EXERCISE INSTRUCTIONS
Return each of the entries below word for word.

*** DATA SUPPLIED ***

//! Review Coordination Library
//!
//! The deterministic core of the multi-agent document review service:
//! everything except the agents themselves and the network clients.
//!
//! # Modules
//!
//! ## Data model
//! - `document`: immutable, id-indexed structured document
//! - `finding`: findings, anchors, edits and the fixed agent/track table
//! - `metrics`: per-call metrics and run-level aggregation
//!
//! ## Call substrate
//! - `registry`: call roles, role → model routing, model prices
//! - `substrate`: the Completion Service boundary plus bounded, retrying,
//!   timing-out calls
//!
//! ## Coordination primitives
//! - `latch`: one-shot broadcast latches for dependency edges
//! - `events`: progress events and the ordered per-run feed
//! - `chunker`: word-bounded and per-section chunk descriptors
//!
//! ## Assembly
//! - `assembler`: validation, overlap dedup and presentation ordering
//!
//! # Usage
//!
//! ```ignore
//! use review_coordination::{Assembler, Document};
//!
//! let document = Document::from_json(&raw)?;
//! let report = Assembler::default().assemble(&document, &findings, &metrics);
//! println!("{} findings", report.summary.total_findings);
//! ```

#![allow(clippy::uninlined_format_args)]

pub mod assembler;
pub mod chunker;
pub mod document;
pub mod events;
pub mod finding;
pub mod latch;
pub mod metrics;
pub mod registry;
pub mod substrate;

// Re-export document types
pub use document::{Document, DocumentError, DocumentResult, Paragraph, Section, Sentence};

// Re-export finding types
pub use finding::{
    AgentId, AgentProfile, Anchor, Category, EditKind, Finding, FindingError, FindingResult,
    ProposedEdit, Severity, Track,
};

// Re-export metrics types
pub use metrics::{AgentRunMetrics, ChunkPosition, ModelUsage, RunMetadata};

// Re-export substrate types
pub use registry::{CallRole, ModelPrice, ModelRegistry};
pub use substrate::{
    AgentCallSubstrate, CompletionError, CompletionRequest, CompletionResponse, CompletionResult,
    CompletionService, SubstrateSettings,
};

// Re-export coordination primitives
pub use chunker::{chunk_by_section, chunk_by_words, ChunkDescriptor};
pub use events::{event_feed, ChunkOutcome, EventFeed, EventStream, ReviewEvent, Stage};
pub use latch::{latch, Latch, LatchAbandoned, LatchWaiter};

// Re-export assembler types
pub use assembler::{Assembler, OverlapDetector, ReviewReport, ReviewSummary, TextOverlap};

*** End of DATA SUPPLIED ***

ANSWER BOX
//! Review Coordination Library
//!
//! The deterministic core of the multi-agent document review service:
//! everything except the agents themselves and the network clients.
//!
//! # Modules
//!
//! ## Data model
//! - `document`: immutable, id-indexed structured document
//! - `finding`: findings, anchors, edits and the fixed agent/track table
//! - `metrics`: per-call metrics and run-level aggregation
//!
//! ## Call substrate
//! - `registry`: call roles, role → model routing, model prices
//! - `substrate`: the Completion Service boundary plus bounded, retrying,
//!   timing-out calls
//!
//! ## Coordination primitives
//! - `latch`: one-shot broadcast latches for dependency edges
//! - `events`: progress events and the ordered per-run feed
//! - `chunker`: word-bounded and per-section chunk descriptors
//!
//! ## Assembly
//! - `assembler`: validation, overlap dedup and presentation ordering
//!
//! # Usage
//!
//! ```ignore
//! use review_coordination::{Assembler, Document};
//!
//! let document = Document::from_json(&raw)?;
//! let report = Assembler::default().assemble(&document, &findings, &metrics);
//! println!("{} findings", report.summary.total_findings);
//! ```

#![allow(clippy::uninlined_format_args)]

pub mod assembler;
pub mod chunker;
pub mod document;
pub mod events;
pub mod finding;
pub mod latch;
pub mod metrics;
pub mod registry;
pub mod substrate;

// Re-export document types
pub use document::{Document, DocumentError, DocumentResult, Paragraph, Section, Sentence};

// Re-export finding types
pub use finding::{
    AgentId, AgentProfile, Anchor, Category, EditKind, Finding, FindingError, FindingResult,
    ProposedEdit, Severity, Track,
};

// Re-export metrics types
pub use metrics::{AgentRunMetrics, ChunkPosition, ModelUsage, RunMetadata};

// Re-export substrate types
pub use registry::{CallRole, ModelPrice, ModelRegistry};
pub use substrate::{
    AgentCallSubstrate, CompletionError, CompletionRequest, CompletionResponse, CompletionResult,
    CompletionService, SubstrateSettings,
};

// Re-export coordination primitives
pub use chunker::{chunk_by_section, chunk_by_words, ChunkDescriptor};
pub use events::{event_feed, ChunkOutcome, EventFeed, EventStream, ReviewEvent, Stage};
pub use latch::{latch, Latch, LatchAbandoned, LatchWaiter};

// Re-export assembler types
pub use assembler::{Assembler, OverlapDetector, ReviewReport, ReviewSummary, TextOverlap};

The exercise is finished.